「罰?」


あんなに悲鳴をあげるほどの罰って……。


「ここではむやみに人もあやかしも襲ってはならないという規則がある。それを破ったのはあのあやかしたち。罰を受けて当然のことだ」


この世界では当然のことかもしれないけど、

見えなくたって聞こえてしまった。辛くて、苦しいと叫ぶ悲鳴が。

私がここに来たから、あやかしたちは本能のままに襲ってきて。

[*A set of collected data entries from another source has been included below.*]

//! Interaction handler tests.
//!
//! Tests cover: rejection paths, effect application, history and
//! romance memory bookkeeping, responsiveness scaling, and crisis
//! recovery driven by player care.

use chrono::{DateTime, Duration, TimeZone, Utc};
use companion_core::{
    config::CompanionConfig,
    engine::CompanionEngine,
    event::{CompanionEvent, EventSource},
    history::HistoryReader,
    stats::StatReader,
};

fn t0() -> DateTime<Utc> {
    Utc.with_ymd_and_hms(2024, 1, 1, 0, 0, 0).unwrap()
}

fn build(id: &str) -> CompanionEngine {
    let _ = env_logger::builder().is_test(true).try_init();
    CompanionEngine::build(id.to_string(), 42, CompanionConfig::default_test(), t0())
        .expect("build test engine")
}

fn rejection(events: &[CompanionEvent]) -> Option<&str> {
    events.iter().find_map(|e| match e {
        CompanionEvent::InteractionRejected { reason, .. } => Some(reason.as_str()),
        _ => None,
    })
}

fn performed_effects(events: &[CompanionEvent]) -> Option<&companion_core::types::Effects> {
    events.iter().find_map(|e| match e {
        CompanionEvent::InteractionPerformed { effects, .. } => Some(effects),
        _ => None,
    })
}

#[test]
fn unknown_interaction_rejected_without_change() {
    let mut engine = build("unknown");
    let before = engine.stats().get_stats();
    let events = engine.perform_interaction("juggle").unwrap();
    assert_eq!(rejection(&events), Some("unknown interaction"));
    assert_eq!(engine.stats().get_stats(), before);
    assert_eq!(engine.history().total_interactions(), 0);
}

#[test]
fn feed_applies_effects_and_records_history() {
    let mut engine = build("feed");
    let events = engine.perform_interaction("feed").unwrap();
    assert!(rejection(&events).is_none());

    let stats = engine.stats();
    assert_eq!(stats.get_stat("hunger"), 100.0, "80 + 25 clamped");
    assert_eq!(stats.get_stat("happiness"), 75.0);

    let history = engine.history();
    assert_eq!(history.interaction_count("feed"), 1);
    assert_eq!(history.memory_count(), 1);
    assert_eq!(history.memories()[0].response, "Thank you!");
    assert_eq!(engine.progression().map(|p| p.interaction_counts()["feed"]), Some(1));
    assert_eq!(engine.last_interaction(), t0());
}

#[test]
fn cooldown_blocks_repeat_until_elapsed() {
    let mut engine = build("cooldown");
    engine.perform_interaction("feed").unwrap();
    let events = engine.perform_interaction("feed").unwrap();
    assert_eq!(rejection(&events), Some("interaction on cooldown"));

    engine.tick(Duration::seconds(30)).unwrap();
    let events = engine.perform_interaction("feed").unwrap();
    assert!(rejection(&events).is_none(), "ready exactly at the cooldown");
}

#[test]
fn unmet_requirements_rejected() {
    let mut engine = build("requirements");
    engine.stats().set_stat("energy", 10.0);
    let events = engine.perform_interaction("play").unwrap();
    assert_eq!(rejection(&events), Some("requirements not met"));
    assert_eq!(engine.stats().get_stat("energy"), 10.0);
}

#[test]
fn no_romance_memory_without_romance_features() {
    let mut config = CompanionConfig::default_test();
    config.romance_events.clear();
    config.set_personality(None);
    let mut engine = CompanionEngine::build("plain".into(), 1, config, t0()).unwrap();
    engine.perform_interaction("pet").unwrap();
    assert_eq!(engine.history().memory_count(), 0);
    assert_eq!(engine.history().interaction_count("pet"), 1);
}

/// Three varied interactions in one minute earn the responsiveness
/// modifier (1 + 0.4 × 0.2) on the first analysis.
#[test]
fn positive_deltas_scaled_by_responsiveness() {
    let mut engine = build("responsive");
    for kind in ["feed", "pet", "compliment"] {
        engine.perform_interaction(kind).unwrap();
    }
    engine.tick(Duration::seconds(60)).unwrap();

    let events = engine.perform_interaction("play").unwrap();
    let effects = performed_effects(&events).expect("play performed");
    assert!((effects["happiness"] - 16.2).abs() < 1e-9);
    assert_eq!(effects["energy"], -10.0, "negative deltas are not scaled");
}

#[test]
fn care_resolves_jealousy_crisis() {
    let mut engine = build("recovery");
    engine.stats().set_stat("jealousy", 90.0);

    let events = engine.tick(Duration::seconds(10)).unwrap();
    assert!(events.iter().any(|e| matches!(
        e,
        CompanionEvent::CrisisOpened { name, .. } if name == "jealousy_crisis"
    )));

    for kind in ["apology", "deep_conversation", "give_gift"] {
        engine.perform_interaction(kind).unwrap();
    }
    engine.tick(Duration::seconds(60)).unwrap();
    engine.perform_interaction("apology").unwrap();
    engine.stats().set_stat("jealousy", 50.0);

    let early = engine.perform_interaction("pet").unwrap();
    assert!(!early.iter().any(|e| matches!(e, CompanionEvent::CrisisResolved { .. })));

    for _ in 0..6 {
        engine.tick(Duration::minutes(5)).unwrap();
    }
    let events = engine.perform_interaction("pet").unwrap();
    assert!(events.iter().any(|e| matches!(
        e,
        CompanionEvent::CrisisResolved { name, .. } if name == "jealousy_crisis"
    )));
    let forgiveness = events
        .iter()
        .find(|e| matches!(e, CompanionEvent::Triggered { source: EventSource::CrisisRecovery, .. }))
        .and_then(CompanionEvent::triggered)
        .expect("forgiveness event");
    assert_eq!(forgiveness.name, "jealousy_crisis_recovered");
    assert!(forgiveness.has_responses());
    assert!(engine.crisis().map_or(false, |c| c.get_active_crises().is_empty()));
}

本当はやってはいけないことだって分かっていたはずなのに。


あの痩せ細った身体は十分に食事を取れていなかったからでは?きっとお腹が空いて我慢の限界だったんだろう。

だから私を……


誰かが傷つくところなんて見たくもなければ、想像もしたくない。危険なのは承知の上。


例えそれが、自分を襲ってきたあやかしでも…助けたい!


「もうやめてくださいっ!!」

「おい、キミ!?瑞紀、人間の娘がそっちに行った。早く止めろ!」


掴まれている手を振りほどいて、罰を受けているあやかしの前に立ち、背に庇う。


「何をしている人間の娘!こいつらはお前に危害を加えた。罰を与えなければならない」


彼は冷静だった。


この人の言う通り、私の方が危険なのかもしれない。けど、このやり方は本当に正しいの?傷つけられたから、傷つけ返すなんてそんなの、ひどい…。


「だったら、その罰は私が受けます」

「なに?」


これは自分がまいた種。関係ない人をこれ以上巻き込むような行為は胸が痛む。犠牲は自分だけで十分だ。